Своим возвышением Токио, как и Москва, обязан «собирателям земель», историческим деятелям первой величины, совмещавшим военный гений с политической прозорливостью, беспощадность к простонародью со страстью к реформам и градостроительству. Иэясу Токугава был лучшим генералом полководца Хидэёси Тоётоми, который окончательно потопил в крови сопротивление вечно сражавшихся друг с другом удельных князей «даймё» и впервые объединил в 1590 г. всю Японию «под одной крышей». В награду за заслуги Токугава получил земли плодородной долины Канто. Свою ставку генерал решил построить на месте небольшой рыбацкой деревни и развалин принадлежавшего одному из «даймё» замка. Новый замок и выросший вокруг него город назывался Эдо, «дверь от реки». Выстроенный руками привезенных с юга десятков тысяч мастеровых замок действительно открывал или закрывал доступ к реке Сумида, которая служила удобным путем вывоза из Канто зерна и прочих товаров к морю и дальше к Осаке, деловому центру средневековой Японии, резиденции военного диктатора «сегуна».

После смерти Хидэёси Тоётоми его любимец Токугава в 1603 г. сам стал «сегуном». Он решил не перебираться в Осаку, поближе к столичному городу Киото, резиденции исполнявшего чисто символические функции императора. Тогда-то Эдо и стал, по существу, главным городом страны. Из разных концов Японии туда двигались группы каменщиков, плотников, землекопов.

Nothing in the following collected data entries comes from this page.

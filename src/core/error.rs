use std::io;
use std::net::SocketAddr;
use std::time::Duration;
use thiserror::Error;

/// Exit status used when the server may not bind its port (`EX_NOPERM`)
pub const EXIT_BIND_PERMISSION: i32 = 77;

/// Exit status for every other fatal error
pub const EXIT_FAILURE: i32 = 1;

/// Custom error types for the NTP client and server
#[derive(Error, Debug)]
pub enum Error {
    #[error("IO error: {0}")]
    Io(#[from] io::Error),

    #[error("Invalid packet: expected at least 48 bytes, got {len}")]
    InvalidPacket { len: usize },

    #[error("Field {field} value {value} does not fit in {bits} bits")]
    FieldOverflow {
        field: &'static str,
        value: u64,
        bits: u32,
    },

    #[error("Request timed out after {0:?}")]
    TimedOut(Duration),

    #[error("Invalid response: {0}")]
    InvalidResponse(String),

    #[error("Permission denied binding to {addr}; ports below 1024 need elevated privileges, try a port such as 1123")]
    BindPermission { addr: SocketAddr },

    #[error("Network error: {0}")]
    Network(String),

    #[error("Configuration error: {0}")]
    Config(String),
}

/// Result type alias using our custom Error type
pub type Result<T> = std::result::Result<T, Error>;

impl Error {
    /// Creates a new invalid packet error
    pub fn invalid_packet(len: usize) -> Self {
        Error::InvalidPacket { len }
    }

    /// Creates a new field overflow error
    pub fn field_overflow(field: &'static str, value: impl Into<u64>, bits: u32) -> Self {
        Error::FieldOverflow {
            field,
            value: value.into(),
            bits,
        }
    }

    /// Creates a new invalid response error
    pub fn invalid_response(msg: impl Into<String>) -> Self {
        Error::InvalidResponse(msg.into())
    }

    /// Creates a new network error
    pub fn network(msg: impl Into<String>) -> Self {
        Error::Network(msg.into())
    }

    /// Creates a new configuration error
    pub fn config(msg: impl Into<String>) -> Self {
        Error::Config(msg.into())
    }

    /// Process exit status a binary should use when this error is fatal
    pub fn exit_code(&self) -> i32 {
        match self {
            Error::BindPermission { .. } => EXIT_BIND_PERMISSION,
            _ => EXIT_FAILURE,
        }
    }
}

Эдо строила вся Япония. Токугава разработал хитроумный план ослабления богатых и могущественных «дай-мё», обязав их оплачивать баснословно дорогостоящее предприятие. А вскоре и сами удельные князья получили приказ отстроить резиденции в Эдо и проводить там под надзором «сегуна» каждый второй год, оставляя во время отлучек в уделы свои семьи в качестве заложников.

Бывшая рыбацкая деревня менялась на глазах. По приказу Токугава срывались холмы, засыпались болота и мелководные участки залива. Берег моря все дальше отступал от стен замка. К западу от него, на самых лучших холмистых землях, расположились хоромы знати. Эта часть города называлась Яманотэ. Простолюдные же районы восточной, низинной, заболоченной или отвоеванной у моря части Эдо стали называть «ситамати», нижний город.

Жесткое сословное деление во время почти 300-летнего правления токугавской династии привело к созданию в Эдо двух резко отличавшихся друг от друга половин города. В каждой из них выработался свой особый образ жизни, сложились две различные культуры. Самурайская — изысканная и чопорная, основанная на религиозных и эстетических заимствованиях из китайской цивилизации. Плебейская — неразрывно связанная с радостями и горестями повседневной жизни, чувственная и переполненная оптимизмом. В то время как обитатели Яманотэ изучали тонкости чайной церемонии, состязались в стрельбе из луков и фехтовании на строго запрещенных простолюдинам мечах, в «ситамати» создавались прославившие Японию ремесла и гравюры «укиёэ», рождался театр «кабуки», городские баллады «энка».